_TASK INSTRUCTIONS_: Using the data below, gather each line that includes the word "generator".

Saved data entries
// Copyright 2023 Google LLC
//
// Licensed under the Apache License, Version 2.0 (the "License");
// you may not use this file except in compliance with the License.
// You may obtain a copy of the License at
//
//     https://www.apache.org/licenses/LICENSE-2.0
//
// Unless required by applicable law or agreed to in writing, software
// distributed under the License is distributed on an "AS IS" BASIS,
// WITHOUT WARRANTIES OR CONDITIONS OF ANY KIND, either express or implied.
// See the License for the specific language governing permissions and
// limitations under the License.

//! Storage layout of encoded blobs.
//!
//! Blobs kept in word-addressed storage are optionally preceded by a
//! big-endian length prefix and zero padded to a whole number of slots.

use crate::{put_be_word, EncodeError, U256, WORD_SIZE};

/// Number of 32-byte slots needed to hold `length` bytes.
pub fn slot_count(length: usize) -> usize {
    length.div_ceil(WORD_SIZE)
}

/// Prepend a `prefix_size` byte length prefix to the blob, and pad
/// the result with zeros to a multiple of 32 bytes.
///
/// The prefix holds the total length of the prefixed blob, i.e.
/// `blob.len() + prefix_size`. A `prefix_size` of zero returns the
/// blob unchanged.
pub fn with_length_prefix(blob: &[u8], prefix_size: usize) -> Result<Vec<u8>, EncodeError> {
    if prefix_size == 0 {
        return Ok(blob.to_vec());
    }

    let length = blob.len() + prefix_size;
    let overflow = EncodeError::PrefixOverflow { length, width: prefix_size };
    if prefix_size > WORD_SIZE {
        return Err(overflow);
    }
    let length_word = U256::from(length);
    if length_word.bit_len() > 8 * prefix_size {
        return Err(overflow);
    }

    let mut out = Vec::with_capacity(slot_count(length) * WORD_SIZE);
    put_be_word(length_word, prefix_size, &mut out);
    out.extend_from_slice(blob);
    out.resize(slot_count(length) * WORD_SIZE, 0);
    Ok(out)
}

...

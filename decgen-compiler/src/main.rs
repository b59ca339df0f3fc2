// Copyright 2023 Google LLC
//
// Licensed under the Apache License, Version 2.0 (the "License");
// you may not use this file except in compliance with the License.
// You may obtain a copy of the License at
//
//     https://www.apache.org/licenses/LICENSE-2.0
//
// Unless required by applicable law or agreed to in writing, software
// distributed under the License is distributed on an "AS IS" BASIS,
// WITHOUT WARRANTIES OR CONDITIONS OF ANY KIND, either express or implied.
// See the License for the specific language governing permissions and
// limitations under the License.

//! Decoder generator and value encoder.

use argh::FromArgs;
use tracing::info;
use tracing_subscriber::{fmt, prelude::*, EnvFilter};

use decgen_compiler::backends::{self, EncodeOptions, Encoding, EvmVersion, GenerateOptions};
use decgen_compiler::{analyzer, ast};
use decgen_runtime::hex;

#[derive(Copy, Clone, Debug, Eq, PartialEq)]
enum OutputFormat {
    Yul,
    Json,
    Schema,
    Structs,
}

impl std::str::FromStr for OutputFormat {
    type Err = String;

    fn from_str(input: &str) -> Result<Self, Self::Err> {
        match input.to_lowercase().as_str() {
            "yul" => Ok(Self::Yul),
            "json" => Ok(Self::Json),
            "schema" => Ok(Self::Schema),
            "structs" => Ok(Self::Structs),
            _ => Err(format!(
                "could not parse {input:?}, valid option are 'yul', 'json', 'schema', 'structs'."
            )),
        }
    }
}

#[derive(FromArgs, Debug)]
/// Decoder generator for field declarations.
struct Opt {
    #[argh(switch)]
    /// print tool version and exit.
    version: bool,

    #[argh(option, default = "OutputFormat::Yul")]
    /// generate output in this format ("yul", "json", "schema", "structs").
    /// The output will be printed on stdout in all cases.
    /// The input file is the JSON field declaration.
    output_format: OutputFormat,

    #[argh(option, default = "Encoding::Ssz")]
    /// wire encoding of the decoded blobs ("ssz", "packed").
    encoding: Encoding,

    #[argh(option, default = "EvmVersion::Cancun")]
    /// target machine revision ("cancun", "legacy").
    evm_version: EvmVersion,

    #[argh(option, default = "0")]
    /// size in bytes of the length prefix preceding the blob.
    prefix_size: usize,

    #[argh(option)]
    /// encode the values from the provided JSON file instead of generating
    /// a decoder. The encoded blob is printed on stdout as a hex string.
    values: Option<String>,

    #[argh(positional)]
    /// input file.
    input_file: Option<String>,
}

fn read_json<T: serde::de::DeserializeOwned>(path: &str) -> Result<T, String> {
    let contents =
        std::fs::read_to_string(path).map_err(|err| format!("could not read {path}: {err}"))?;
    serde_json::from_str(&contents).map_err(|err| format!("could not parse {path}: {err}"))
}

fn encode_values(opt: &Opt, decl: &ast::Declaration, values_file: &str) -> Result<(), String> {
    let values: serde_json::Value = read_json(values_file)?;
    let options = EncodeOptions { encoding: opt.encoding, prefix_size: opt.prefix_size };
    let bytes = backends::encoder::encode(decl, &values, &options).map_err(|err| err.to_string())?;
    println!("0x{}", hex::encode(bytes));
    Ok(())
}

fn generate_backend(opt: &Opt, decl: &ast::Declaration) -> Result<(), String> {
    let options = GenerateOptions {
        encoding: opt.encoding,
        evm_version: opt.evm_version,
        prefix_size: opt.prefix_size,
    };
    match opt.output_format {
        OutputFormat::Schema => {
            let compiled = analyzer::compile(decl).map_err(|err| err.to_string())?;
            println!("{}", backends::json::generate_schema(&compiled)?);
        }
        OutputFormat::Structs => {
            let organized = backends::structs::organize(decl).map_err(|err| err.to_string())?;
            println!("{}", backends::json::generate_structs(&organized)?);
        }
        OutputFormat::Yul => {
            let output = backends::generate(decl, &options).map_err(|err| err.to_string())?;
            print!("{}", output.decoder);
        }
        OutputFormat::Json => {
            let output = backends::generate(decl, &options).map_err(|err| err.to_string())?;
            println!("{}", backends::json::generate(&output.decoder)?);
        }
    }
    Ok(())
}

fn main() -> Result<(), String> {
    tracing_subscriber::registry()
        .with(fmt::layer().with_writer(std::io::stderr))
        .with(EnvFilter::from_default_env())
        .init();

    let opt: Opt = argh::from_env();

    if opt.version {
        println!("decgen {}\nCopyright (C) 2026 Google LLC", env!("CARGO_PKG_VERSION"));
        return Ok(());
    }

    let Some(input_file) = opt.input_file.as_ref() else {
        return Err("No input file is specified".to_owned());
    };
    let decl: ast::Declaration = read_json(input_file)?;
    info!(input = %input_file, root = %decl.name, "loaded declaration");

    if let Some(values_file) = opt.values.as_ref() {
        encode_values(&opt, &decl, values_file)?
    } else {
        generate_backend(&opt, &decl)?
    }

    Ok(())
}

_OUTPUT OF THE EXERCISE_:
//! Decoder generator and value encoder.
/// Decoder generator for field declarations.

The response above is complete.